Tuesday 28th July 2009 – Never Accept Hearsay, Especially When it Comes to History

I was quietly having breakfast when this ol' boy says to me: "is that a Scottish Flag on your van?"  I was surprised that anyone could see it, since it's on the inside of a shaded window.  I was not surprised he knew it was mine, since I expect he knew everyone else's.

His father had worked in Glasgow, Scotland, just before the first war.  He emigrated here in 1923.  He wanted to know a bit about Glasgow, Scotland.

Not one to let an audience slip away unenlightened, I launched into my 'Glasgow' spiel.  They wanted to know where I'd been, and where I was going.  I told them Iowa was next.

Then it would be Glasgow Illinois:  and a man at the counter wheeled round and said "I'm from Glasgow Illinois".  He'd been in Glasgow MO for a couple of years.

What do you think the odds of that are?

 

Then it was off to Howard County Courthouse in Fayette, about twelve miles away, hoping to find the original plat map, and the original deeds of transfer.
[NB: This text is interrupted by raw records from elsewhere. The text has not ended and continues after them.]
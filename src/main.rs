use tracing_subscriber::EnvFilter;
use worktimer::commands::Cli;
use worktimer::libs::messages::macros::is_debug_mode;

#[tokio::main]
async fn main() -> anyhow::Result<()> {
    if is_debug_mode() {
        tracing_subscriber::fmt()
            .with_env_filter(EnvFilter::try_from_default_env().unwrap_or_else(|_| EnvFilter::new("worktimer=debug")))
            .with_target(false)
            .init();
    }

    Cli::menu().await
}
//! Export command: JSON backup or CSV log.
//!
//! ```bash
//! worktimer export json
//! worktimer export csv --columns "内容,経過時間" --output week.csv
//! ```

use super::open_context;
use crate::{
    libs::{
        export::{parse_columns, ExportFormat, Exporter},
        messages::Message,
    },
    msg_info, msg_success, msg_warning,
};
use anyhow::Result;
use clap::{Args, Subcommand};
use std::path::PathBuf;

#[derive(Debug, Args)]
pub struct ExportArgs {
    #[command(subcommand)]
    command: ExportCommand,
}

#[derive(Debug, Subcommand)]
enum ExportCommand {
    /// Full backup of logs, tasks and categories
    Json {
        /// Output file; defaults to timer_backup_YYYYMMDDHHmm.json
        #[arg(short, long)]
        output: Option<PathBuf>,
    },
    /// Spreadsheet-friendly history
    Csv {
        /// Output file; defaults to timer_log_YYYYMMDDHHmm.csv
        #[arg(short, long)]
        output: Option<PathBuf>,
        /// Comma-separated column labels; defaults to the configured order
        #[arg(short, long)]
        columns: Option<String>,
    },
}

pub async fn cmd(args: ExportArgs) -> Result<()> {
    let ctx = open_context().await?;

    let path = match args.command {
        ExportCommand::Json { output } => {
            let exporter = Exporter::new(ExportFormat::Json, output);
            msg_info!(Message::ExportingData(exporter.format().as_str().to_string()));
            exporter.export_json(&ctx.db, &ctx.categories).await?
        }
        ExportCommand::Csv { output, columns } => {
            let columns = columns.unwrap_or_else(|| ctx.config.csv_columns.clone());
            for spec in parse_columns(&columns).iter().filter(|spec| spec.column.is_none()) {
                msg_warning!(Message::UnknownCsvColumn(spec.label.clone()));
            }
            let exporter = Exporter::new(ExportFormat::Csv, output);
            msg_info!(Message::ExportingData(exporter.format().as_str().to_string()));
            exporter.export_csv(&ctx.logs, &columns).await?
        }
    };

    msg_success!(Message::ExportCompleted(path.display().to_string()));
    ctx.shutdown().await?;
    Ok(())
}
The courthouse is a very grand building in the middle of the main square.  It appears to be symmetrical across both diagonals.  I noticed this at the end of the day, when I couldn't find my car.  Of course my first thought was that I'd missed a sign and been towed.  Then I calmed down and realised that, if I'd been towed, they had replanted the whole garden to fool me.  But I had to walk round all four sides to find it.

 

They did have court copies of the plat, and the deeds.  These are, as you would expect from 1835, hand-written copies.  They even had little squiggly circles to represent seals.  And they didn't quite tell the story that is the accepted truth in Glasgow.
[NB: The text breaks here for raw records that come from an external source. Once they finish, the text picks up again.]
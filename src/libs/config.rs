//! Application configuration.
//!
//! Stored as pretty-printed JSON in `config.json` inside the application data
//! directory. A missing file means defaults; keys missing from an existing
//! file also fall back to their defaults, so older files keep loading.
//!
//! ```json
//! {
//!   "csv_columns": "開始時間,終了時間,経過時間,分類,内容",
//!   "history_order": "desc",
//!   "database": null
//! }
//! ```
//!
//! `worktimer init` walks through the settings interactively.

use super::data_storage::DataStorage;
use super::error::Result;
use super::export::DEFAULT_CSV_COLUMNS;
use super::messages::Message;
use super::view::HistoryOrder;
use dialoguer::{theme::ColorfulTheme, Input, Select};
use serde::{Deserialize, Serialize};
use std::fs::{self, File};
use std::path::{Path, PathBuf};

pub const CONFIG_FILE_NAME: &str = "config.json";

#[derive(Serialize, Deserialize, Clone, Debug, PartialEq)]
#[serde(default)]
pub struct Config {
    /// Column order used by `export csv` when none is given.
    pub csv_columns: String,

    /// Default ordering of `log list`.
    pub history_order: HistoryOrder,

    /// Database file to use instead of the one in the data directory.
    pub database: Option<PathBuf>,
}

impl Default for Config {
    fn default() -> Self {
        Config {
            csv_columns: DEFAULT_CSV_COLUMNS.to_string(),
            history_order: HistoryOrder::Desc,
            database: None,
        }
    }
}

impl Config {
    pub fn read() -> Result<Config> {
        let config_file_path = DataStorage::new().get_path(CONFIG_FILE_NAME)?;
        Self::read_from(&config_file_path)
    }

    pub fn read_from(path: &Path) -> Result<Config> {
        if !path.exists() {
            return Ok(Config::default());
        }

        let config_str = fs::read_to_string(path)?;
        let config: Config = serde_json::from_str(&config_str)?;
        Ok(config)
    }

    pub fn save(&self) -> Result<()> {
        let config_file_path = DataStorage::new().get_path(CONFIG_FILE_NAME)?;
        self.save_to(&config_file_path)
    }

    pub fn save_to(&self, path: &Path) -> Result<()> {
        let config_file = File::create(path)?;
        serde_json::to_writer_pretty(&config_file, &self)?;
        Ok(())
    }

    /// Interactive setup seeded with the current values.
    pub fn init() -> anyhow::Result<Self> {
        let mut config = Self::read().unwrap_or_default();

        config.csv_columns = Input::with_theme(&ColorfulTheme::default())
            .with_prompt(Message::PromptCsvColumns.to_string())
            .default(config.csv_columns)
            .interact_text()?;

        let orders = [HistoryOrder::Desc, HistoryOrder::Asc];
        let labels = ["Newest first", "Oldest first"];
        let current = orders.iter().position(|o| *o == config.history_order).unwrap_or(0);
        let selection = Select::with_theme(&ColorfulTheme::default())
            .with_prompt(Message::PromptHistoryOrder.to_string())
            .items(&labels)
            .default(current)
            .interact()?;
        config.history_order = orders[selection];

        Ok(config)
    }
}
The deed which transferred the original town land from Earickson and Turner to the group, including them, who bought it (for $2758, by the way, on the 19th September 1835), listed the group, and there were sixteen, if you include the two sellers.  And they didn't have equal shares.  It was divided into twenty-seconds, and Glasgow, who was listed first, got three shares, as did Nicols and Moore "jointly".  Johnson and Swinney got two each, and Earickson and Turner reserved three "to ourselves".  All the rest got one.

2758 doesn't give a sensible result when divided by 22 (or by 19, if you take out the sellers' three shares), so there must have been some lump sum for expenses.

Anyway, what is even more interesting is that the deed was signed and sealed by no less than thirty (yes, THIRTY) people: the sixteen above, and fourteen of their wives.  So, although the law, in those days, didn't write the wives out, history certainly did.  Glasgow's wife did not sign.

They started selling lots nine days later, the deeds initially being denoted "Glasgow et al".  In them, although all the names are listed, they describe themselves as "proprietors of the Glasgow Township", so they intended for it to be "Glasgow" from the word go.

 

My speculation is that Glasgow came to Chariton nearly twenty years before, and seeing the failure of Chariton and Monticello to expand and succeed, looked around and decided this was the place.  And as he persuaded the movers and shakers of this, it became known as the "Glasgow Plan", "Glasgow Town", something like that.  And he only had to assemble enough merchants, like himself, with money, and marry them up to the landowners, who had the land, but wanted money, and it could happen: it was called "Glasgow" because it was his idea, and he made it happen.  But I'm just guessing.  Sorry, did I say "guessing"?   I mean "that's my thesis".